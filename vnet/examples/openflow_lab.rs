//! Two switches and three hosts. Pings once with learning switches, then replaces the flow table
//! of s1 so that port 2 is cut off and ports 1 and 3 are wired to each other, and pings again.
//! Results go to `result2.txt`.
//!
//! ```text
//! h1 --- s1 --- s2 --- h3
//!        |
//!        h2
//! ```
//!
//! Needs root: `sudo -E cargo run --example openflow_lab`.

use std::{fmt::Write as _, sync::Arc};

use vnet::{EngineConfig, FlowRule, NodeSpec, Probe, Topology, TopologySpec};

fn ping_round(topology: &Topology, title: &str, report: &mut String) {
    let probes = [
        Probe::ping("h1", "10.0.0.3".parse().unwrap()),
        Probe::ping("h2", "10.0.0.3".parse().unwrap()),
    ];

    writeln!(report, "{}\n{title}\n{}\n", "=".repeat(60), "=".repeat(60)).unwrap();
    for result in topology.probe_all(&probes).unwrap() {
        let outcome = if result.success() { "ok" } else { "lost" };
        println!("{title}: {} -> {outcome}", result.source());
        writeln!(report, "From {} to h3:", result.source()).unwrap();
        report.push_str(result.stdout());
        writeln!(report, "\n{}", "-".repeat(60)).unwrap();
    }
}

fn main() {
    let _ = tracing_subscriber::fmt::try_init();

    // s1 ports: 1 = h1, 2 = h2, 3 = s2. s2 ports: 1 = s1, 2 = h3.
    let spec = TopologySpec::new()
        .node(NodeSpec::host("h1"))
        .node(NodeSpec::host("h2"))
        .node(NodeSpec::host("h3"))
        .node(NodeSpec::switch("s1"))
        .node(NodeSpec::switch("s2"))
        .link("h1", "s1")
        .link("h2", "s1")
        .link("s1", "s2")
        .link("s2", "h3")
        .address("h1", 0, "10.0.0.1/24".parse().unwrap())
        .address("h2", 0, "10.0.0.2/24".parse().unwrap())
        .address("h3", 0, "10.0.0.3/24".parse().unwrap())
        .flow("s1", "action=normal")
        .flow("s2", "action=normal");

    let config = EngineConfig::default().with_namespace_prefix("lab2");
    let mut topology = Topology::build(&spec, Arc::new(config.ip_backend()), config).unwrap();

    let mut report = String::new();
    ping_round(&topology, "Learning switches", &mut report);

    let s1 = topology.node("s1").unwrap();
    let rules: Vec<FlowRule> = [
        "priority=100,in_port=2,actions=drop",
        "priority=100,in_port=1,actions=output:3",
        "priority=100,in_port=3,actions=output:1",
    ]
    .into_iter()
    .map(|rule| rule.parse().unwrap())
    .collect();
    topology.network_mut().replace_flows(s1, rules).unwrap();

    writeln!(report, "\nFlow table of s1:").unwrap();
    for rule in topology.network().dump_flows(s1).unwrap() {
        writeln!(report, "  {rule}").unwrap();
    }
    report.push('\n');
    ping_round(&topology, "Custom flow rules", &mut report);

    std::fs::write("result2.txt", report).unwrap();
    println!("Ping results written to result2.txt");

    topology.stop();
}
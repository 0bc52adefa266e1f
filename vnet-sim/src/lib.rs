#![cfg_attr(docsrs, feature(doc_cfg, doc_auto_cfg))]

//! Kernel plumbing for the `vnet` emulation engine.
//!
//! Everything that touches the host kernel goes through the [`Backend`] trait: creating and
//! deleting network namespaces, veth pairs and bridges, assigning addresses, installing routes,
//! writing per-namespace sysctls, programming `tc` flower filters and running processes inside a
//! namespace.
//!
//! Two backends are provided:
//!
//! - [`IpBackend`] drives the real kernel through `ip`, `tc` and `sysctl`, optionally through
//!   `sudo`.
//! - [`MemoryBackend`] keeps an in-memory model of the same objects. It counts every call,
//!   supports failure injection and answers process execution through a pluggable responder.

use std::{fmt::Debug, io, net::IpAddr, time::Duration};

use ipnet::IpNet;

pub mod command;
pub mod ip;
pub mod memory;
pub mod sysctl;
pub mod tc;
pub mod test_util;

pub use command::{ExitCode, Output, Runner};
pub use ip::{IpBackend, IpOptions};
pub use memory::{MemoryBackend, Op};
pub use tc::{FilterAction, FilterMatch, PortFilter};

/// Maximum length of a Linux network device name (`IFNAMSIZ - 1`).
pub const MAX_DEVICE_NAME_LEN: usize = 15;

#[derive(Debug, thiserror::Error)]
pub enum Error {
    #[error("io error: {0}")]
    Io(#[from] io::Error),
    #[error("command error: {0}")]
    Command(#[from] command::Error),
    #[error("namespace not found: {0}")]
    NamespaceNotFound(String),
    #[error("namespace already exists: {0}")]
    NamespaceExists(String),
    #[error("device {device} not found in namespace {namespace}")]
    DeviceNotFound { namespace: String, device: String },
    #[error("device {device} already exists in namespace {namespace}")]
    DeviceExists { namespace: String, device: String },
    #[error("route to {destination} already exists in namespace {namespace}")]
    RouteExists { namespace: String, destination: IpNet },
    #[error("injected failure on {op} (call #{call})")]
    Injected { op: Op, call: usize },
}

pub type Result<T> = std::result::Result<T, Error>;

/// A network device living inside a namespace.
#[derive(Debug, Clone, Copy, PartialEq, Eq, Hash)]
pub struct Endpoint<'a> {
    pub namespace: &'a str,
    pub device: &'a str,
}

impl<'a> Endpoint<'a> {
    #[inline]
    pub fn new(namespace: &'a str, device: &'a str) -> Self {
        Self { namespace, device }
    }
}

/// A kernel route entry, as handed to [`Backend::add_route`].
#[derive(Debug, Clone, Copy, PartialEq, Eq)]
pub struct KernelRoute<'a> {
    pub destination: IpNet,
    pub gateway: Option<IpAddr>,
    pub device: Option<&'a str>,
}

/// The set of kernel operations the engine relies on.
///
/// Implementations must be safe to share between threads: command execution for independent
/// namespaces may happen concurrently, while every other call is issued by a single writer.
pub trait Backend: Send + Sync + Debug {
    /// Create a network namespace named `name`.
    fn add_namespace(&self, name: &str) -> Result<()>;

    /// Delete the network namespace `name`, together with every device inside it.
    fn del_namespace(&self, name: &str) -> Result<()>;

    /// Create a veth pair with one end in each namespace and bring both ends up.
    ///
    /// The pair is created atomically: if any step fails, nothing is left behind.
    fn add_veth(&self, a: Endpoint<'_>, b: Endpoint<'_>) -> Result<()>;

    /// Delete a link device. For veth devices, the peer is removed by the kernel as well.
    fn del_link(&self, end: Endpoint<'_>) -> Result<()>;

    /// Create a bridge device inside `namespace` and bring it up.
    fn add_bridge(&self, namespace: &str, bridge: &str) -> Result<()>;

    /// Enslave `port` to `bridge`, which must live in the same namespace.
    fn attach_to_bridge(&self, port: Endpoint<'_>, bridge: &str) -> Result<()>;

    /// Bring a device up.
    fn set_link_up(&self, end: Endpoint<'_>) -> Result<()>;

    /// Replace every address on a device with `address`.
    fn replace_address(&self, end: Endpoint<'_>, address: IpNet) -> Result<()>;

    /// Install a route inside `namespace`.
    fn add_route(&self, namespace: &str, route: KernelRoute<'_>) -> Result<()>;

    /// Write a sysctl `key` (dotted form, e.g. `net.ipv4.ip_forward`) inside `namespace`.
    fn write_sysctl(&self, namespace: &str, key: &str, value: &str) -> Result<()>;

    /// Remove every ingress filter from a device.
    fn clear_filters(&self, port: Endpoint<'_>) -> Result<()>;

    /// Append an ingress filter to a device.
    fn add_filter(&self, port: Endpoint<'_>, filter: &PortFilter) -> Result<()>;

    /// Run `command_line` through `sh -c` inside `namespace`, waiting at most `timeout`.
    ///
    /// A non-zero exit status or an elapsed timeout is reported through [`Output::exit`], not
    /// as an error.
    fn exec(&self, namespace: &str, command_line: &str, timeout: Duration) -> Result<Output>;
}
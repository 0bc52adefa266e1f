use std::{net::IpAddr, time::Duration};

use tracing::{debug, debug_span};
use vnet_sim::{ExitCode, Output};

use crate::{Error, Network, NodeId, NodeState, Result};

/// A command to run inside a node, usually a reachability check.
#[derive(Debug, Clone, PartialEq, Eq)]
pub struct Probe {
    source: String,
    command: String,
    target: Option<IpAddr>,
    timeout: Option<Duration>,
}

impl Probe {
    /// A single ICMP echo from `source` to `target`, waiting at most one second for the reply.
    pub fn ping(source: impl Into<String>, target: IpAddr) -> Self {
        Self {
            source: source.into(),
            command: format!("ping -c 1 -W 1 {target}"),
            target: Some(target),
            timeout: None,
        }
    }

    /// An arbitrary shell command line.
    pub fn command(source: impl Into<String>, command_line: impl Into<String>) -> Self {
        Self { source: source.into(), command: command_line.into(), target: None, timeout: None }
    }

    pub fn with_timeout(mut self, timeout: Duration) -> Self {
        self.timeout = Some(timeout);
        self
    }

    pub fn source(&self) -> &str {
        &self.source
    }

    pub fn command_line(&self) -> &str {
        &self.command
    }

    pub fn target(&self) -> Option<IpAddr> {
        self.target
    }
}

/// The outcome of running a command inside a node.
#[derive(Debug, Clone, PartialEq, Eq)]
pub struct ProbeResult {
    source: String,
    command: String,
    target: Option<IpAddr>,
    output: Output,
}

impl ProbeResult {
    pub fn source(&self) -> &str {
        &self.source
    }

    pub fn command_line(&self) -> &str {
        &self.command
    }

    pub fn target(&self) -> Option<IpAddr> {
        self.target
    }

    pub fn exit(&self) -> ExitCode {
        self.output.exit
    }

    pub fn stdout(&self) -> &str {
        &self.output.stdout
    }

    pub fn stderr(&self) -> &str {
        &self.output.stderr
    }

    /// Whether the command exited with status 0 before the timeout.
    pub fn success(&self) -> bool {
        self.output.success()
    }
}

impl Network {
    /// Runs `command_line` through `sh -c` inside the node's namespace and waits for it.
    ///
    /// A non-zero exit or an elapsed timeout is reported in the result, not as an error. On
    /// timeout every process the command started is stopped and the output captured so far is
    /// kept. Fails with [`Error::InvalidNextHop`] if the node still has a pending route whose
    /// gateway nobody configured.
    pub fn run(
        &self,
        node: NodeId,
        command_line: &str,
        timeout: Option<Duration>,
    ) -> Result<ProbeResult> {
        self.execute(node, command_line, None, timeout)
    }

    /// Runs a probe, resolving its source node by name.
    pub fn probe(&self, probe: &Probe) -> Result<ProbeResult> {
        let node = self.node_id(&probe.source)?;
        self.execute(node, &probe.command, probe.target, probe.timeout)
    }

    /// Runs probes one after the other, in order.
    pub fn probe_all(&self, probes: &[Probe]) -> Result<Vec<ProbeResult>> {
        probes.iter().map(|probe| self.probe(probe)).collect()
    }

    fn execute(
        &self,
        node: NodeId,
        command_line: &str,
        target: Option<IpAddr>,
        timeout: Option<Duration>,
    ) -> Result<ProbeResult> {
        let n = self.node(node)?;
        if n.state != NodeState::Started {
            return Err(Error::NodeNotRunning(n.name.clone()));
        }
        self.verify_node_routes(n)?;

        let timeout = timeout.unwrap_or(self.config.command_timeout);
        let _span = debug_span!("run", node = %n.name, command_line, ?timeout).entered();

        let output = self.backend.exec(&n.namespace, command_line, timeout)?;
        debug!(exit = %output.exit, "command finished");

        Ok(ProbeResult {
            source: n.name.clone(),
            command: command_line.to_string(),
            target,
            output,
        })
    }
}
//! Ingress filters on switch ports, expressed as `tc` flower filters.
//!
//! Each port device of a switch gets a `clsact` qdisc. Every [`PortFilter`] becomes one flower
//! filter on the ingress hook:
//!
//! ```text
//! tc filter add dev s1-eth2 ingress protocol all pref 1 flower action drop
//! tc filter add dev s1-eth1 ingress protocol all pref 1 flower \
//!     action mirred egress redirect dev s1-eth3
//! ```
//!
//! Lower preference values are consulted first. A packet matching no filter continues into the
//! bridge, which performs regular learning-switch forwarding.

use std::net::IpAddr;

use ipnet::IpNet;
use pnet::util::MacAddr;

/// Match fields of a flower filter. `None` fields are wildcards.
#[derive(Debug, Clone, Default, PartialEq, Eq)]
pub struct FilterMatch {
    pub eth_src: Option<MacAddr>,
    pub eth_dst: Option<MacAddr>,
    pub ip_src: Option<IpNet>,
    pub ip_dst: Option<IpNet>,
    pub ip_proto: Option<u8>,
}

impl FilterMatch {
    /// The ethertype selector for the filter: IP fields require a concrete protocol.
    fn protocol(&self) -> &'static str {
        let net = self.ip_src.or(self.ip_dst);
        match net.map(|net| net.addr()) {
            Some(IpAddr::V6(_)) => "ipv6",
            Some(IpAddr::V4(_)) => "ip",
            None if self.ip_proto.is_some() => "ip",
            None => "all",
        }
    }

    fn push_args(&self, args: &mut Vec<String>) {
        if let Some(mac) = self.eth_src {
            args.extend(["src_mac".to_string(), mac.to_string()]);
        }
        if let Some(mac) = self.eth_dst {
            args.extend(["dst_mac".to_string(), mac.to_string()]);
        }
        if let Some(proto) = self.ip_proto {
            args.extend(["ip_proto".to_string(), ip_proto_name(proto)]);
        }
        if let Some(net) = self.ip_src {
            args.extend(["src_ip".to_string(), net.trunc().to_string()]);
        }
        if let Some(net) = self.ip_dst {
            args.extend(["dst_ip".to_string(), net.trunc().to_string()]);
        }
    }
}

/// What a matching filter does with the packet.
#[derive(Debug, Clone, PartialEq, Eq)]
pub enum FilterAction {
    /// Discard the packet.
    Drop,
    /// Hand the packet to the bridge.
    Pass,
    /// Send the packet out of the given device, bypassing the bridge.
    Redirect(String),
    /// Send a copy out of each device, then discard the original.
    Mirror(Vec<String>),
}

impl FilterAction {
    fn push_args(&self, args: &mut Vec<String>) {
        match self {
            Self::Drop => args.extend(["action".to_string(), "drop".to_string()]),
            Self::Pass => args.extend(["action".to_string(), "pass".to_string()]),
            Self::Redirect(dev) => {
                args.extend(["action", "mirred", "egress", "redirect", "dev"].map(String::from));
                args.push(dev.clone());
            }
            Self::Mirror(devs) => {
                for dev in devs {
                    args.extend(["action", "mirred", "egress", "mirror", "dev"].map(String::from));
                    args.push(dev.clone());
                }
                args.extend(["action".to_string(), "drop".to_string()]);
            }
        }
    }
}

/// A single ingress filter on a port device.
#[derive(Debug, Clone, PartialEq, Eq)]
pub struct PortFilter {
    /// `tc` preference. Lower values are evaluated first.
    pub preference: u16,
    pub matcher: FilterMatch,
    pub action: FilterAction,
}

impl PortFilter {
    /// Build the `tc filter add` arguments (without the leading `tc`) installing this filter on
    /// `device`.
    pub fn to_args(&self, device: &str) -> Vec<String> {
        let mut args: Vec<String> =
            ["filter", "add", "dev", device, "ingress", "protocol", self.matcher.protocol(), "pref"]
                .map(String::from)
                .to_vec();
        args.push(self.preference.to_string());
        args.push("flower".to_string());
        self.matcher.push_args(&mut args);
        self.action.push_args(&mut args);
        args
    }
}

fn ip_proto_name(proto: u8) -> String {
    match proto {
        1 => "icmp".to_string(),
        6 => "tcp".to_string(),
        17 => "udp".to_string(),
        58 => "icmpv6".to_string(),
        132 => "sctp".to_string(),
        other => format!("0x{other:02x}"),
    }
}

——————————

§ **Problem**
Extract every line from the one with "pub struct PortFilter" down to the final line above, both included, exactly as written.

§ **Answer box**
pub struct PortFilter {
    /// `tc` preference. Lower values are evaluated first.
    pub preference: u16,
    pub matcher: FilterMatch,
    pub action: FilterAction,
}

impl PortFilter {
    /// Build the `tc filter add` arguments (without the leading `tc`) installing this filter on
    /// `device`.
    pub fn to_args(&self, device: &str) -> Vec<String> {
        let mut args: Vec<String> =
            ["filter", "add", "dev", device, "ingress", "protocol", self.matcher.protocol(), "pref"]
                .map(String::from)
                .to_vec();
        args.push(self.preference.to_string());
        args.push("flower".to_string());
        self.matcher.push_args(&mut args);
        self.action.push_args(&mut args);
        args
    }
}

fn ip_proto_name(proto: u8) -> String {
    match proto {
        1 => "icmp".to_string(),
        6 => "tcp".to_string(),
        17 => "udp".to_string(),
        58 => "icmpv6".to_string(),
        132 => "sctp".to_string(),
        other => format!("0x{other:02x}"),
    }
}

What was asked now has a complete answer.